Yo sé nadar muy bien. Tengo una técnica excelente y mucha resistencia. Había de tenerla. De eso dependía mi salvación.
Soy de esa generación que te cosían caballitos de mar de colores en el bañador, según tu nivel.
Conseguí tres en un año.
Mi madre no estaba enterada de nada, y por mucho que le dijese que no me gustaba y que me desapuntara, ella insistía en que debía ir, tenía que aprender a nadar.
Tuve mala suerte. Cosas del momento y del lugar. Víctima colateral.
El monitor que me tocó, resultó ser un depravado sexual. Un monstruo, un canalla, un desalmado.
Por eso sé nadar tan bien. Porque no salía del agua. Nadaba piscinas y más piscinas, sin apenas tiempo para descansar.
Salir del agua significaban los tocamientos, los besos en la mejilla que acababan en sus labios cuando giraba la cara en el momento oportuno.
Así, tres días por semana.
Habíamos hecho un trato con mi madre. Estaría apuntada hasta que supiera nadar bien.
Tenía que nadar perfecto, más que perfecto. Y toda mi concentración se centraba en brazos y piernas, en la respiración.
Y mi trabajo dio sus frutos.

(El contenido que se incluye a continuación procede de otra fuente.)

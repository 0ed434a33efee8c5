use campus_core::record::{field_contains, field_eq};
use campus_core::RecordFilter;
use serde::Deserialize;

use super::{Payment, PaymentStatus, PaymentType};

#[derive(Debug, Clone, Default, Deserialize)]
#[serde(rename_all = "camelCase")]
pub struct PaymentFilter {
    pub student_id: Option<String>,
    pub school_id: Option<String>,
    pub payment_type_id: Option<String>,
    pub status: Option<PaymentStatus>,
}

impl PaymentFilter {
    pub fn for_student(student_id: impl Into<String>) -> Self {
        Self {
            student_id: Some(student_id.into()),
            ..Default::default()
        }
    }
}

impl RecordFilter<Payment> for PaymentFilter {
    fn matches(&self, p: &Payment) -> bool {
        field_eq(self.student_id.as_deref(), &p.student_id)
            && field_eq(self.school_id.as_deref(), &p.school_id)
            && field_eq(self.payment_type_id.as_deref(), &p.payment_type_id)
            && self.status.map_or(true, |s| s == p.status)
    }
}

#[derive(Debug, Clone, Default, Deserialize)]
#[serde(rename_all = "camelCase")]
pub struct PaymentTypeFilter {
    pub school_id: Option<String>,
    /// Matches payment types that apply to this class.
    pub class_id: Option<String>,
    pub mandatory: Option<bool>,
}

impl PaymentTypeFilter {
    pub fn for_school(school_id: impl Into<String>) -> Self {
        Self {
            school_id: Some(school_id.into()),
            ..Default::default()
        }
    }
}

impl RecordFilter<PaymentType> for PaymentTypeFilter {
    fn matches(&self, t: &PaymentType) -> bool {
        field_eq(self.school_id.as_deref(), &t.school_id)
            && field_contains(self.class_id.as_deref(), &t.applicable_classes)
            && self.mandatory.map_or(true, |m| m == t.mandatory)
    }
}
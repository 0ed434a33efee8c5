use campus_core::{merge_fields, Record};
use chrono::{DateTime, Utc};
use serde::{Deserialize, Serialize};

#[derive(Debug, Clone, Copy, PartialEq, Eq, Hash, Serialize, Deserialize)]
#[serde(rename_all = "snake_case")]
pub enum ResourceKind {
    Document,
    Video,
    Link,
    Presentation,
    Image,
}

/// Learning material shared with one or more classes.
#[derive(Debug, Clone, PartialEq, Serialize, Deserialize)]
#[serde(rename_all = "camelCase")]
pub struct Resource {
    pub id: String,
    pub title: String,
    pub description: String,
    pub kind: ResourceKind,
    pub url: String,
    pub class_ids: Vec<String>,
    pub subject_id: String,
    pub teacher_id: String,
    pub school_id: String,
    pub size_bytes: Option<u64>,
    pub created_at: DateTime<Utc>,
}

#[derive(Debug, Clone, Serialize, Deserialize)]
#[serde(rename_all = "camelCase")]
pub struct ResourceDraft {
    pub title: String,
    #[serde(default)]
    pub description: String,
    pub kind: ResourceKind,
    pub url: String,
    pub class_ids: Vec<String>,
    pub subject_id: String,
    pub teacher_id: String,
    pub school_id: String,
    #[serde(default)]
    pub size_bytes: Option<u64>,
}

#[derive(Debug, Clone, Default, Serialize, Deserialize)]
#[serde(rename_all = "camelCase")]
pub struct ResourcePatch {
    pub title: Option<String>,
    pub description: Option<String>,
    pub kind: Option<ResourceKind>,
    pub url: Option<String>,
    pub class_ids: Option<Vec<String>>,
    pub subject_id: Option<String>,
}

impl Record for Resource {
    type Draft = ResourceDraft;
    type Patch = ResourcePatch;

    const PREFIX: &'static str = "resource";
    const LABEL: &'static str = "Resource";

    fn id(&self) -> &str {
        &self.id
    }

    fn from_draft(id: String, created_at: DateTime<Utc>, draft: ResourceDraft) -> Self {
        Self {
            id,
            title: draft.title,
            description: draft.description,
            kind: draft.kind,
            url: draft.url,
            class_ids: draft.class_ids,
            subject_id: draft.subject_id,
            teacher_id: draft.teacher_id,
            school_id: draft.school_id,
            size_bytes: draft.size_bytes,
            created_at,
        }
    }

    fn apply(&mut self, patch: ResourcePatch) {
        merge_fields!(self => patch; title, description, kind, url, class_ids, subject_id);
    }
}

Mi vida dio un giro inesperado. El monitor de los mayores se fijó en mi.
Se acercó al borde de la piscina, se agachó y esperó que llegase a la pared.
"Te gusta mucho nadar, no? quieres venir con los mayores? ya he hablado con tu profesor."
Y me giré a mirarle. Estaba de pie al otro extremo del carril. Mirándonos. Con el silbato en la boca.
Buceé hasta la escalerilla. No pude reprimir una sonrisa que cada vez se hacía más y más grande y sólo una frase me invadía:
"He ganado. HE GANADO!. H E G A N A D O !!!!!!!!!!!!!!!!!!!!!!!"
Yo sabía que mi madre me defendería si se lo hubiera explicado. Me hubiera apoyado, hubiera destrozado a aquél energúmeno. Me hubiera salvado.
Pero aún sabiéndolo, no le dije nunca nada.
Era pequeña, nueve o diez años. Una niña.
Y ellos lo saben, no sé cómo ni por qué lo saben, pero es así, saben que no diremos nada.
Al acabar mi primera clase con los mayores, no me tocó besar al monitor. Ni tampoco éste me puso la toalla encima mientras me acariciaba todo el cuerpo.
Ese monitor de los mayores se me acercó sonriente, me tendió la mano y me puso un caballito de mar verde en la palma de mi mano.
"Felicidades campeona!"
Esa frase tenía otro sentido para mí. Con nueve o diez años había ganado mi primera batalla.
Al salir, mi madre me esperaba allí, con su sonrisa habitual.
Le di el caballito de mar.
"Ahora ya sé nadar, mama. Ahora ya me puedes desapuntar".